The tomato mosaic virus (ToMV) resistance gene Tm-1 encodes a protein that shows no sequence homology to functionally characterized proteins. Tm-1 binds ToMV replication proteins and thereby inhibits replication complex formation. ToMV mutants that overcome this resistance have amino acid substitutions in the helicase domain of the replication proteins (ToMV-Hel). A small region of Tm-1 in the genome of the wild tomato Solanum habrochaites has been under positive selection during its antagonistic coevolution with ToMV. Here we report crystal structures for the N-terminal inhibitory domains of Tm-1 and a natural Tm-1 variant with an I91-to-T substitution that has a greater ability to inhibit ToMV RNA replication and their complexes with ToMV-Hel. Each complex contains a Tm-1 dimer and two ToMV-Hel monomers with the interfaces between Tm-1 and ToMV-Hel bridged by ATP. Residues in ToMV-Hel and Tm-1 involved in antagonistic coevolution are found at the interface. The structural differences between ToMV-Hel in its free form and in complex with Tm-1 suggest that Tm-1 affects nucleoside triphosphatase activity of ToMV-Hel, and this effect was confirmed experimentally.
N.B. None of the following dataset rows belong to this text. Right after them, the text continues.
//! # Floodfill Election
//!
//! Decides periodically whether this router should advertise the floodfill
//! capability.
//!
//! | Condition | Result |
//! |-----------|--------|
//! | `floodfill = "enabled"` / `"disabled"` | forced, no rate limit |
//! | uptime below minimum or capacity class not allowed | not floodfill |
//! | healthy floodfills above MAX | stand down |
//! | healthy floodfills below MIN and well integrated | volunteer |
//! | healthy floodfills below MIN, not well integrated | stand down |
//! | between MIN and MAX | keep current status while well integrated |
//!
//! "Healthy" floodfills published recently, are not failing or unreachable
//! and are not banned. Automatic flips are at least `min_change_interval`
//! apart. Every flip asks the router to republish its own descriptor.

use std::collections::HashSet;
use std::sync::{Arc, Weak};

use tokio::task::JoinHandle;
use tokio::time::{interval, Instant, MissedTickBehavior};
use tracing::{debug, info};

use crate::config::{ElectionConfig, FloodfillMode};
use crate::context::NetDbContext;
use crate::identity::now_ms;
use crate::protocols::{PeerTier, RouterHealth, Transport};

/// Everything the election decision looks at.
#[derive(Clone, Debug, Default)]
pub struct ElectionInputs {
    pub currently_floodfill: bool,
    pub healthy_floodfills: usize,
    pub known_routers: usize,
    pub health: RouterHealth,
}

/// Whether a router in `inputs` should be a floodfill, ignoring rate limits.
pub fn should_be_floodfill(cfg: &ElectionConfig, mode: FloodfillMode, inputs: &ElectionInputs) -> bool {
    match mode {
        FloodfillMode::Enabled => return true,
        FloodfillMode::Disabled => return false,
        FloodfillMode::Auto => {}
    }
    if inputs.health.uptime < cfg.min_uptime {
        return false;
    }
    let capable = inputs
        .health
        .bandwidth_class
        .is_some_and(|c| cfg.capacity_classes.contains(c));
    if !capable {
        return false;
    }

    if inputs.healthy_floodfills > cfg.max_floodfills {
        return false;
    }
    let wanted = inputs.healthy_floodfills < cfg.min_floodfills || inputs.currently_floodfill;
    wanted && is_well_integrated(cfg, inputs)
}

/// Local health checks a volunteer must pass.
pub fn is_well_integrated(cfg: &ElectionConfig, inputs: &ElectionInputs) -> bool {
    let h = &inputs.health;
    h.job_lag <= cfg.max_job_lag
        && inputs.known_routers >= cfg.min_known_routers
        && h.active_peers >= cfg.min_active_peers
        && h.participating_tunnels >= cfg.min_participating_tunnels
        && h.clock_skew <= cfg.max_clock_skew
        && h.reachable_without_introducers
}

pub struct FloodfillMonitor<T: Transport> {
    ctx: Arc<NetDbContext<T>>,
    last_change: Option<Instant>,
}

impl<T: Transport> FloodfillMonitor<T> {
    pub fn new(ctx: Arc<NetDbContext<T>>) -> Self {
        Self { ctx, last_change: None }
    }

    /// Floodfills published within the healthy window that are neither
    /// failing, unreachable nor banned.
    pub fn healthy_floodfill_count(&self) -> usize {
        let ctx = &self.ctx;
        let max_age = ctx.config.election.healthy_publish_age.as_millis() as u64;
        let now = now_ms();
        ctx.selector()
            .select_all_floodfill_participants(&HashSet::new())
            .into_iter()
            .filter(|peer| !ctx.banlist.is_banned(peer))
            .filter(|peer| !matches!(ctx.reliability.tier(peer), PeerTier::Failing | PeerTier::Unreachable))
            .filter(|peer| {
                ctx.data
                    .router_info(peer)
                    .is_some_and(|ri| now.saturating_sub(ri.published) <= max_age)
            })
            .count()
    }

    pub fn inputs(&self) -> ElectionInputs {
        ElectionInputs {
            currently_floodfill: self.ctx.is_floodfill(),
            healthy_floodfills: self.healthy_floodfill_count(),
            known_routers: self.ctx.data.router_count(),
            health: self.ctx.status.health(),
        }
    }

    /// Run one election. Returns the new status when it flipped.
    pub fn evaluate(&mut self) -> Option<bool> {
        let cfg = &self.ctx.config.election;
        let mode = self.ctx.config.floodfill;
        let inputs = self.inputs();
        let wanted = should_be_floodfill(cfg, mode, &inputs);
        if wanted == inputs.currently_floodfill {
            debug!(floodfill = wanted, healthy = inputs.healthy_floodfills, "floodfill status unchanged");
            return None;
        }

        let now = Instant::now();
        if mode == FloodfillMode::Auto {
            if let Some(last) = self.last_change {
                if now.duration_since(last) < cfg.min_change_interval {
                    debug!(wanted, "floodfill flip deferred, changed too recently");
                    return None;
                }
            }
        }

        self.ctx.set_floodfill(wanted);
        self.last_change = Some(now);
        info!(
            floodfill = wanted,
            healthy = inputs.healthy_floodfills,
            known_routers = inputs.known_routers,
            ?mode,
            "floodfill status changed"
        );
        self.ctx.status.republish(wanted);
        Some(wanted)
    }
}

/// Run elections every `election.interval`, starting immediately. The task
/// ends once the context is dropped.
pub fn spawn_floodfill_monitor<T: Transport>(ctx: &Arc<NetDbContext<T>>) -> JoinHandle<()> {
    let weak: Weak<NetDbContext<T>> = Arc::downgrade(ctx);
    let period = ctx.config.election.interval;
    tokio::spawn(async move {
        let mut tick = interval(period);
        tick.set_missed_tick_behavior(MissedTickBehavior::Delay);
        let mut last_change = None;
        loop {
            tick.tick().await;
            let Some(ctx) = weak.upgrade() else { break };
            let mut monitor = FloodfillMonitor { ctx, last_change };
            monitor.evaluate();
            last_change = monitor.last_change;
        }
    })
}

#[cfg(test)]
mod tests {
    use super::*;
    use std::time::Duration;

    use anyhow::Result;
    use async_trait::async_trait;

    use crate::config::NetDbConfig;
    use crate::context::Collaborators;
    use crate::identity::Identity;
    use crate::messages::NetDbMessage;
    use crate::profiles::StaticRouterStatus;
    use crate::protocols::Route;

    struct NullTransport;

    #[async_trait]
    impl Transport for NullTransport {
        async fn send(&self, _to: &Identity, _message: NetDbMessage, _route: Route) -> Result<()> {
            Ok(())
        }
    }

    fn monitor(mode: FloodfillMode, status: Arc<StaticRouterStatus>) -> FloodfillMonitor<NullTransport> {
        let mut config = NetDbConfig::default();
        config.floodfill = mode;
        config.election.min_known_routers = 0;
        let collab = Collaborators { status, ..Collaborators::in_memory() };
        let ctx = NetDbContext::new(Identity::random(), config, Arc::new(NullTransport), collab);
        FloodfillMonitor::new(Arc::new(ctx))
    }

    fn integrated() -> ElectionInputs {
        ElectionInputs {
            currently_floodfill: false,
            healthy_floodfills: 100,
            known_routers: 2_000,
            health: RouterHealth {
                uptime: Duration::from_secs(3 * 60 * 60),
                bandwidth_class: Some('P'),
                job_lag: Duration::from_millis(5),
                active_peers: 200,
                participating_tunnels: 300,
                clock_skew: Duration::from_secs(1),
                reachable_without_introducers: true,
            },
        }
    }

    #[test]
    fn forced_modes_win() {
        let cfg = ElectionConfig::default();
        let fresh = ElectionInputs::default();
        assert!(should_be_floodfill(&cfg, FloodfillMode::Enabled, &fresh));
        assert!(!should_be_floodfill(&cfg, FloodfillMode::Disabled, &integrated()));
    }

    #[test]
    fn volunteers_when_population_is_low() {
        let cfg = ElectionConfig::default();
        assert!(should_be_floodfill(&cfg, FloodfillMode::Auto, &integrated()));

        let mut young = integrated();
        young.health.uptime = Duration::from_secs(60);
        assert!(!should_be_floodfill(&cfg, FloodfillMode::Auto, &young));

        let mut slow = integrated();
        slow.health.bandwidth_class = Some('L');
        assert!(!should_be_floodfill(&cfg, FloodfillMode::Auto, &slow));
    }

    #[test]
    fn stands_down_when_not_integrated_or_crowded() {
        let cfg = ElectionConfig::default();
        let mut firewalled = integrated();
        firewalled.health.reachable_without_introducers = false;
        assert!(!should_be_floodfill(&cfg, FloodfillMode::Auto, &firewalled));

        let mut crowded = integrated();
        crowded.currently_floodfill = true;
        crowded.healthy_floodfills = cfg.max_floodfills + 1;
        assert!(!should_be_floodfill(&cfg, FloodfillMode::Auto, &crowded));
    }

    #[test]
    fn keeps_status_inside_the_target_range() {
        let cfg = ElectionConfig::default();
        let mut inputs = integrated();
        inputs.healthy_floodfills = (cfg.min_floodfills + cfg.max_floodfills) / 2;
        assert!(!should_be_floodfill(&cfg, FloodfillMode::Auto, &inputs));
        inputs.currently_floodfill = true;
        assert!(should_be_floodfill(&cfg, FloodfillMode::Auto, &inputs));
        inputs.health.clock_skew = Duration::from_secs(60);
        assert!(!should_be_floodfill(&cfg, FloodfillMode::Auto, &inputs));
    }

    #[tokio::test(start_paused = true)]
    async fn automatic_flips_are_rate_limited() {
        let status = Arc::new(StaticRouterStatus::new(integrated().health));
        let mut monitor = monitor(FloodfillMode::Auto, status.clone());
        let min_change = monitor.ctx.config.election.min_change_interval;

        assert_eq!(monitor.evaluate(), Some(true));

        // Now firewalled, so it wants to stand down, but it just flipped.
        status.set_health(RouterHealth {
            reachable_without_introducers: false,
            ..integrated().health
        });
        tokio::time::advance(Duration::from_secs(60 * 60)).await;
        assert_eq!(monitor.evaluate(), None);
        assert!(monitor.ctx.is_floodfill());

        tokio::time::advance(min_change).await;
        assert_eq!(monitor.evaluate(), Some(false));
        assert!(!monitor.ctx.is_floodfill());
        assert_eq!(status.republished(), vec![true, false]);
    }

    #[tokio::test(start_paused = true)]
    async fn forced_modes_ignore_the_flip_rate_limit() {
        let status = Arc::new(StaticRouterStatus::new(ElectionInputs::default().health));
        let mut forced_on = monitor(FloodfillMode::Enabled, status.clone());
        forced_on.last_change = Some(Instant::now());
        assert_eq!(forced_on.evaluate(), Some(true));

        let mut forced_off = monitor(FloodfillMode::Disabled, status.clone());
        forced_off.ctx.set_floodfill(true);
        forced_off.last_change = Some(Instant::now());
        assert_eq!(forced_off.evaluate(), Some(false));

        assert_eq!(status.republished(), vec![true, false]);
    }
}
Molecular dynamics simulations of complexes formed by Tm-1 with ToMV-Hel variants showed how the amino acid changes in ToMV-Hel impair the interaction with Tm-1 to overcome the resistance. With these findings, together with the biochemical properties of the interactions between ToMV-Hel and Tm-1 variants and effects of the mutations in the polymorphic residues of Tm-1, an atomic view of a step-by-step coevolutionary arms race between a plant resistance protein and a viral protein emerges.